### Records supplied
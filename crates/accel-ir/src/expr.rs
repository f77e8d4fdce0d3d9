//! Expressions: pure values with no side effects.

use crate::arena::Handle;
use crate::buffer::Buffer;
use crate::types::DataType;

/// A named scalar variable (loop iterator, parameter or buffer data pointer).
#[derive(Clone, Debug, Hash, Eq, PartialEq)]
pub struct Var {
    pub name: String,
    pub dtype: DataType,
}

impl Var {
    pub fn new(name: impl Into<String>, dtype: DataType) -> Self {
        Self {
            name: name.into(),
            dtype,
        }
    }

    /// A pointer-typed variable, as used for buffer data.
    pub fn handle(name: impl Into<String>) -> Self {
        Self::new(name, DataType::HANDLE)
    }
}

/// A binary operator.
#[derive(Clone, Copy, Debug, Hash, Eq, PartialEq)]
pub enum BinaryOp {
    Add,
    Subtract,
    Multiply,
    Divide,
    FloorDivide,
    FloorModulo,
    Min,
    Max,
    Less,
    LessEqual,
    Greater,
    GreaterEqual,
    Equal,
    NotEqual,
    LogicalAnd,
    LogicalOr,
}

/// Who implements a [`Expression::Call`].
#[derive(Clone, Debug, Hash, Eq, PartialEq)]
pub enum Callee {
    /// An externally implemented routine, opaque to the IR.
    Extern(String),
    /// A runtime packed function.
    Packed(String),
    /// A built-in intrinsic (e.g. `exp`, `q_multiply_shift`).
    Intrinsic(String),
}

impl Callee {
    pub fn name(&self) -> &str {
        match self {
            Self::Extern(name) | Self::Packed(name) | Self::Intrinsic(name) => name,
        }
    }
}

/// An expression node. Stored in a per-function arena and referenced by
/// [`Handle<Expression>`].
#[derive(Clone, Debug, PartialEq)]
pub enum Expression {
    IntImm {
        value: i64,
        dtype: DataType,
    },
    FloatImm {
        value: f64,
        dtype: DataType,
    },
    StringImm(String),
    Var(Var),
    /// Read one element of a buffer.
    BufferLoad {
        buffer: Handle<Buffer>,
        indices: Vec<Handle<Expression>>,
    },
    Binary {
        op: BinaryOp,
        left: Handle<Expression>,
        right: Handle<Expression>,
    },
    Cast {
        dtype: DataType,
        value: Handle<Expression>,
    },
    Select {
        condition: Handle<Expression>,
        accept: Handle<Expression>,
        reject: Handle<Expression>,
    },
    Call {
        callee: Callee,
        dtype: DataType,
        args: Vec<Handle<Expression>>,
    },
}

impl Expression {
    /// A 32-bit integer literal.
    pub fn int(value: i64) -> Self {
        Self::IntImm {
            value,
            dtype: DataType::INT32,
        }
    }

    /// Returns the value of an integer literal.
    pub fn as_int(&self) -> Option<i64> {
        match *self {
            Self::IntImm { value, .. } => Some(value),
            _ => None,
        }
    }

    /// Returns the value of a numeric literal, widening integers.
    pub fn as_float(&self) -> Option<f64> {
        match *self {
            Self::FloatImm { value, .. } => Some(value),
            Self::IntImm { value, .. } => Some(value as f64),
            _ => None,
        }
    }

    /// Returns the operand handles of this expression.
    pub fn operands(&self) -> Vec<Handle<Expression>> {
        match self {
            Self::IntImm { .. } | Self::FloatImm { .. } | Self::StringImm(_) | Self::Var(_) => {
                vec![]
            }
            Self::BufferLoad { indices, .. } => indices.clone(),
            Self::Binary { left, right, .. } => vec![*left, *right],
            Self::Cast { value, .. } => vec![*value],
            Self::Select {
                condition,
                accept,
                reject,
            } => vec![*condition, *accept, *reject],
            Self::Call { args, .. } => args.clone(),
        }
    }
}

#[cfg(test)]
mod tests {
    use super::*;
    use crate::arena::Arena;

    #[test]
    fn literal_accessors() {
        assert_eq!(Expression::int(-5).as_int(), Some(-5));
        assert_eq!(Expression::int(3).as_float(), Some(3.0));
        let f = Expression::FloatImm {
            value: 0.5,
            dtype: DataType::FLOAT32,
        };
        assert_eq!(f.as_int(), None);
        assert_eq!(f.as_float(), Some(0.5));
        assert_eq!(Expression::StringImm("x".into()).as_int(), None);
    }

    #[test]
    fn operands_of_binary() {
        let mut exprs = Arena::new();
        let a = exprs.append(Expression::int(1));
        let b = exprs.append(Expression::int(2));
        let add = Expression::Binary {
            op: BinaryOp::Add,
            left: a,
            right: b,
        };
        assert_eq!(add.operands(), vec![a, b]);
        assert!(exprs[a].operands().is_empty());
    }

    #[test]
    fn callee_name() {
        assert_eq!(Callee::Extern("uop_gemm".into()).name(), "uop_gemm");
        assert_eq!(Callee::Intrinsic("exp".into()).name(), "exp");
    }
}
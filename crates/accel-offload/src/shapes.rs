//! Built-in shapes for the supported accelerators.

use std::fmt;
use std::str::FromStr;

use crate::match_spec::{MatchSpec, SeqPrune};

/// An accelerator with a built-in set of offloadable shapes.
#[derive(Clone, Copy, Debug, PartialEq, Eq, Hash)]
pub enum Accelerator {
    /// Float kernels: conv2d, dense, relu, depthwise conv2d.
    VanillaExtended,
    /// Quantised kernels with zero-point arguments: conv2d, dense, relu.
    ///
    /// There is no quantised depthwise conv2d. Its lowered block is named
    /// `compute_2`, the same as the quantised conv2d block, so a depthwise
    /// shape here would be matched against conv2d functions (and the conv2d
    /// shape against depthwise ones).
    QVanilla,
    /// Quantised batch matmul driven by a command stream.
    QChocolate,
}

impl Accelerator {
    pub const ALL: [Self; 3] = [Self::VanillaExtended, Self::QVanilla, Self::QChocolate];

    pub fn name(self) -> &'static str {
        match self {
            Self::VanillaExtended => "vanilla_extended",
            Self::QVanilla => "q_vanilla_accelerator",
            Self::QChocolate => "qchocolate",
        }
    }

    /// Shapes in the order their passes run.
    pub fn shapes(self) -> Vec<MatchSpec> {
        match self {
            Self::VanillaExtended => vec![
                vanilla_conv2d(),
                vanilla_dense(),
                vanilla_relu(),
                vanilla_depthwise_conv2d(),
            ],
            Self::QVanilla => vec![q_vanilla_conv2d(), q_vanilla_dense(), q_vanilla_relu()],
            Self::QChocolate => vec![qchocolate_batch_matmul()],
        }
    }
}

impl fmt::Display for Accelerator {
    fn fmt(&self, f: &mut fmt::Formatter<'_>) -> fmt::Result {
        f.write_str(self.name())
    }
}

impl FromStr for Accelerator {
    type Err = String;

    fn from_str(s: &str) -> Result<Self, Self::Err> {
        Self::ALL
            .into_iter()
            .find(|a| a.name() == s)
            .ok_or_else(|| {
                let known: Vec<_> = Self::ALL.iter().map(|a| a.name()).collect();
                format!("unknown accelerator '{s}' (known: {})", known.join(", "))
            })
    }
}

const CONV2D_LOOPS: [&str; 7] = ["n", "co", "h", "w", "ci", "kh", "kw"];
const CONV2D_ARGS: [&str; 6] = ["co", "w", "h", "ci", "kh", "kw"];
const DENSE_LOOPS: [&str; 3] = ["hidden", "olen", "ilen"];
const DENSE_ARGS: [&str; 3] = ["ilen", "olen", "hidden"];

/// NCHW conv2d; the call replaces the output-channel loop and the padding
/// stage in front of it is dropped.
pub fn vanilla_conv2d() -> MatchSpec {
    MatchSpec::new("conv2d_nchw", "vanilla_extended_conv2dnchw")
        .with_loops(&CONV2D_LOOPS)
        .with_args(&CONV2D_ARGS)
        .with_entry_loop(1)
        .with_kernel_parity("kh", "kw")
        .with_seq_prune(SeqPrune::Keep(1))
}

pub fn vanilla_dense() -> MatchSpec {
    MatchSpec::new("T_matmul_NT", "vanilla_extended_dense")
        .with_loops(&DENSE_LOOPS)
        .with_args(&DENSE_ARGS)
}

/// Elementwise relu over a tensor of any rank; the call receives the total
/// element count.
pub fn vanilla_relu() -> MatchSpec {
    MatchSpec::new("T_relu", "vanilla_extended_relu")
        .with_open_loops(&["x"])
        .with_element_count()
        .with_seq_prune(SeqPrune::Keep(1))
}

pub fn vanilla_depthwise_conv2d() -> MatchSpec {
    MatchSpec::new("DepthwiseConv2d", "vanilla_extended_depthconv2dnchw")
        .with_loops(&["b", "c", "i", "j", "di", "dj"])
        .with_args(&["b", "c", "i", "j", "di", "dj"])
        .with_entry_loop(1)
        .with_seq_prune(SeqPrune::Keep(1))
}

/// Quantised conv2d. The function body is a sequence of zero-point
/// constants, the convolution and the requantisation stores; the
/// convolution sits three stores from the end.
pub fn q_vanilla_conv2d() -> MatchSpec {
    MatchSpec::new("compute_2", "q_vanilla_accelerator_conv2dnchw")
        .with_loops(&CONV2D_LOOPS)
        .with_args(&CONV2D_ARGS)
        .with_entry_loop(1)
        .with_kernel_parity("kh", "kw")
        .with_zero_points(2)
        .with_seq_prune(SeqPrune::FromStoreCount { minus: 3 })
}

pub fn q_vanilla_dense() -> MatchSpec {
    MatchSpec::new("compute", "q_vanilla_accelerator_dense")
        .with_loops(&DENSE_LOOPS)
        .with_args(&DENSE_ARGS)
        .with_zero_points(2)
        .with_seq_prune(SeqPrune::FromStoreCount { minus: 3 })
}

pub fn q_vanilla_relu() -> MatchSpec {
    MatchSpec::new("compute", "q_vanilla_accelerator_relu")
        .with_open_loops(&["x"])
        .with_element_count()
        .with_seq_prune(SeqPrune::Keep(1))
}

/// Batch matmul `[b, i, j, k]`; only buffers and zero-points are passed.
pub fn qchocolate_batch_matmul() -> MatchSpec {
    MatchSpec::new("T_batch_matmul_NT", "qchocolate_batch_matmul")
        .with_loops(&["b", "i", "j", "k"])
        .with_entry_loop(1)
        .with_zero_points(2)
        .with_seq_prune(SeqPrune::FromStoreCount { minus: 2 })
}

### Work required
Copy exactly the stretch of data above from the line with "type Err = String;" through the line with "pub fn vanilla_conv2d()", and omit all other lines.

### Response
    type Err = String;

    fn from_str(s: &str) -> Result<Self, Self::Err> {
        Self::ALL
            .into_iter()
            .find(|a| a.name() == s)
            .ok_or_else(|| {
                let known: Vec<_> = Self::ALL.iter().map(|a| a.name()).collect();
                format!("unknown accelerator '{s}' (known: {})", known.join(", "))
            })
    }
}

const CONV2D_LOOPS: [&str; 7] = ["n", "co", "h", "w", "ci", "kh", "kw"];
const CONV2D_ARGS: [&str; 6] = ["co", "w", "h", "ci", "kh", "kw"];
const DENSE_LOOPS: [&str; 3] = ["hidden", "olen", "ilen"];
const DENSE_ARGS: [&str; 3] = ["ilen", "olen", "hidden"];

/// NCHW conv2d; the call replaces the output-channel loop and the padding
/// stage in front of it is dropped.
pub fn vanilla_conv2d() -> MatchSpec {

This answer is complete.